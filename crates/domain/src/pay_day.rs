// Copyright (C) 2026 Fred Clausen
// Use of this source code is governed by an MIT-style
// license that can be found in the LICENSE file or at
// https://opensource.org/licenses/MIT.

use crate::error::DomainError;

/// A nominal day of the month on which salary is paid.
///
/// The value is always within `1..=31`. It says nothing about whether a
/// given month actually has that day; mapping it onto a real date is the
/// job of [`crate::normalize_pay_date`].
#[derive(Debug, Clone, Copy, PartialEq, Eq, PartialOrd, Ord, Hash)]
pub struct PayDay(u8);

impl PayDay {
    /// The smallest accepted pay day.
    pub const MIN: u8 = 1;
    /// The largest accepted pay day.
    pub const MAX: u8 = 31;

    /// Creates a new pay day.
    ///
    /// # Errors
    ///
    /// Returns [`DomainError::PayDayOutOfRange`] if `value` is not within `1..=31`.
    pub fn new(value: i64) -> Result<Self, DomainError> {
        u8::try_from(value)
            .ok()
            .filter(|day| (Self::MIN..=Self::MAX).contains(day))
            .map(Self)
            .ok_or(DomainError::PayDayOutOfRange { value })
    }

    /// Returns the day-of-month value.
    #[must_use]
    pub const fn value(self) -> u8 {
        self.0
    }

    /// Returns true if this is the "last day of the month" pay day (31).
    ///
    /// Only this pay day is subject to short-month and weekend adjustment.
    #[must_use]
    pub const fn is_end_of_month(self) -> bool {
        self.0 == Self::MAX
    }
}

impl TryFrom<i64> for PayDay {
    type Error = DomainError;

    fn try_from(value: i64) -> Result<Self, Self::Error> {
        Self::new(value)
    }
}

impl std::fmt::Display for PayDay {
    fn fmt(&self, f: &mut std::fmt::Formatter<'_>) -> std::fmt::Result {
        write!(f, "{}", self.0)
    }
}
use crate::api::{error_response, success_response};
use crate::logging::TraceId;
use crate::state::AppState;
use axum::extract::{Extension, Path, State};
use axum::http::StatusCode;
use axum::response::IntoResponse;
use axum::Json;
use relaypost_catalog::store::ConfigDocument;
use relaypost_catalog::template::TemplateField;
use relaypost_catalog::CatalogError;
use relaypost_common::types::{Channel, RecipientRole};
use serde::Deserialize;
use utoipa::ToSchema;
use utoipa_axum::{router::OpenApiRouter, routes};

fn catalog_error_response(trace_id: &str, err: &CatalogError) -> axum::response::Response {
    match err {
        CatalogError::NotFound { .. } => {
            error_response(StatusCode::NOT_FOUND, trace_id, "not_found", &err.to_string())
        }
        CatalogError::InvalidField { .. } => error_response(
            StatusCode::BAD_REQUEST,
            trace_id,
            "invalid_field",
            &err.to_string(),
        ),
        _ => {
            tracing::error!(error = %err, "Catalog operation failed");
            error_response(
                StatusCode::INTERNAL_SERVER_ERROR,
                trace_id,
                "internal_error",
                "Catalog error",
            )
        }
    }
}

/// 获取完整通知配置（事件目录 + 模板）。
#[utoipa::path(
    get,
    path = "/v1/notifications/config",
    tag = "Configuration",
    security(("app_id_auth" = [])),
    responses(
        (status = 200, description = "通知配置文档", body = ConfigDocument),
        (status = 403, description = "缺少或无效的 rp-app-id", body = crate::api::ApiError)
    )
)]
async fn get_config(
    Extension(trace_id): Extension<TraceId>,
    State(state): State<AppState>,
) -> impl IntoResponse {
    let doc = {
        let catalog = state.catalog.read().unwrap_or_else(|p| p.into_inner());
        catalog.snapshot()
    };
    success_response(StatusCode::OK, &trace_id, doc)
}

/// 保存完整通知配置（幂等全量替换）。
/// 本地编辑（开关、模板修改）只改内存态；此接口是唯一的持久化动作。
#[utoipa::path(
    post,
    path = "/v1/notifications/config",
    tag = "Configuration",
    security(("app_id_auth" = [])),
    request_body = ConfigDocument,
    responses(
        (status = 200, description = "配置已替换", body = ConfigDocument),
        (status = 403, description = "缺少或无效的 rp-app-id", body = crate::api::ApiError)
    )
)]
async fn replace_config(
    Extension(trace_id): Extension<TraceId>,
    State(state): State<AppState>,
    Json(doc): Json<ConfigDocument>,
) -> impl IntoResponse {
    let snapshot = {
        let mut catalog = state.catalog.write().unwrap_or_else(|p| p.into_inner());
        catalog.replace(doc);
        catalog.snapshot()
    };
    tracing::info!(
        events = snapshot.events.len(),
        templates = snapshot.templates.len(),
        "Notification configuration replaced"
    );
    success_response(StatusCode::OK, &trace_id, snapshot)
}

/// 切换事件主开关。收件人与渠道状态保持不变，重新启用时原配置恢复。
#[utoipa::path(
    post,
    path = "/v1/notifications/config/events/{id}/toggle",
    tag = "Configuration",
    security(("app_id_auth" = [])),
    params(("id" = String, Path, description = "事件 ID")),
    responses(
        (status = 200, description = "切换后的事件"),
        (status = 404, description = "事件不存在", body = crate::api::ApiError)
    )
)]
async fn toggle_event(
    Extension(trace_id): Extension<TraceId>,
    State(state): State<AppState>,
    Path(id): Path<String>,
) -> impl IntoResponse {
    let mut catalog = state.catalog.write().unwrap_or_else(|p| p.into_inner());
    match catalog.toggle_event(&id) {
        Ok(ev) => success_response(StatusCode::OK, &trace_id, ev.clone()),
        Err(e) => catalog_error_response(&trace_id, &e),
    }
}

/// 切换事件的某个渠道开关。
/// 事件被禁用时数据层仍接受切换（影子配置），由界面负责禁止交互。
#[utoipa::path(
    post,
    path = "/v1/notifications/config/events/{id}/channels/{channel}/toggle",
    tag = "Configuration",
    security(("app_id_auth" = [])),
    params(
        ("id" = String, Path, description = "事件 ID"),
        ("channel" = String, Path, description = "渠道（email/sms/whatsapp/push）")
    ),
    responses(
        (status = 200, description = "切换后的事件"),
        (status = 400, description = "未知渠道", body = crate::api::ApiError),
        (status = 404, description = "事件不存在", body = crate::api::ApiError)
    )
)]
async fn toggle_channel(
    Extension(trace_id): Extension<TraceId>,
    State(state): State<AppState>,
    Path((id, channel)): Path<(String, String)>,
) -> impl IntoResponse {
    let channel: Channel = match channel.parse() {
        Ok(c) => c,
        Err(e) => {
            return error_response(StatusCode::BAD_REQUEST, &trace_id, "unknown_channel", &e)
        }
    };
    let mut catalog = state.catalog.write().unwrap_or_else(|p| p.into_inner());
    match catalog.toggle_channel(&id, channel) {
        Ok(ev) => success_response(StatusCode::OK, &trace_id, ev.clone()),
        Err(e) => catalog_error_response(&trace_id, &e),
    }
}

/// 切换事件的某个收件角色（对称差）。
#[utoipa::path(
    post,
    path = "/v1/notifications/config/events/{id}/recipients/{role}/toggle",
    tag = "Configuration",
    security(("app_id_auth" = [])),
    params(
        ("id" = String, Path, description = "事件 ID"),
        ("role" = String, Path, description = "收件角色（admin/retailer/customer）")
    ),
    responses(
        (status = 200, description = "切换后的事件"),
        (status = 400, description = "未知角色", body = crate::api::ApiError),
        (status = 404, description = "事件不存在", body = crate::api::ApiError)
    )
)]
async fn toggle_recipient(
    Extension(trace_id): Extension<TraceId>,
    State(state): State<AppState>,
    Path((id, role)): Path<(String, String)>,
) -> impl IntoResponse {
    let role: RecipientRole = match role.parse() {
        Ok(r) => r,
        Err(e) => return error_response(StatusCode::BAD_REQUEST, &trace_id, "unknown_role", &e),
    };
    let mut catalog = state.catalog.write().unwrap_or_else(|p| p.into_inner());
    match catalog.toggle_recipient(&id, role) {
        Ok(ev) => success_response(StatusCode::OK, &trace_id, ev.clone()),
        Err(e) => catalog_error_response(&trace_id, &e),
    }
}

/// 模板单叶更新请求：所有模板编辑流程都归约为此原语的重复调用。
#[derive(Deserialize, ToSchema)]
struct UpdateTemplateFieldRequest {
    role: RecipientRole,
    channel: Channel,
    field: TemplateField,
    value: String,
}

/// 更新模板中一个 (角色, 渠道, 字段) 叶子，其余叶子保持逐字节不变。
#[utoipa::path(
    put,
    path = "/v1/notifications/config/templates/{id}",
    tag = "Configuration",
    security(("app_id_auth" = [])),
    params(("id" = String, Path, description = "模板 ID")),
    request_body = UpdateTemplateFieldRequest,
    responses(
        (status = 200, description = "更新后的模板"),
        (status = 400, description = "字段对该渠道不存在", body = crate::api::ApiError),
        (status = 404, description = "模板不存在", body = crate::api::ApiError)
    )
)]
async fn update_template_field(
    Extension(trace_id): Extension<TraceId>,
    State(state): State<AppState>,
    Path(id): Path<String>,
    Json(req): Json<UpdateTemplateFieldRequest>,
) -> impl IntoResponse {
    let mut catalog = state.catalog.write().unwrap_or_else(|p| p.into_inner());
    match catalog.update_template_field(&id, req.role, req.channel, req.field, &req.value) {
        Ok(tpl) => success_response(StatusCode::OK, &trace_id, tpl.clone()),
        Err(e) => catalog_error_response(&trace_id, &e),
    }
}

pub fn configuration_routes() -> OpenApiRouter<AppState> {
    OpenApiRouter::new()
        .routes(routes!(get_config, replace_config))
        .routes(routes!(toggle_event))
        .routes(routes!(toggle_channel))
        .routes(routes!(toggle_recipient))
        .routes(routes!(update_template_field))
}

────────────────

__Directions__
Scan the listing above and copy all lines containing the word "Deserialize".

__Answer to this task__
use serde::Deserialize;
#[derive(Deserialize, ToSchema)]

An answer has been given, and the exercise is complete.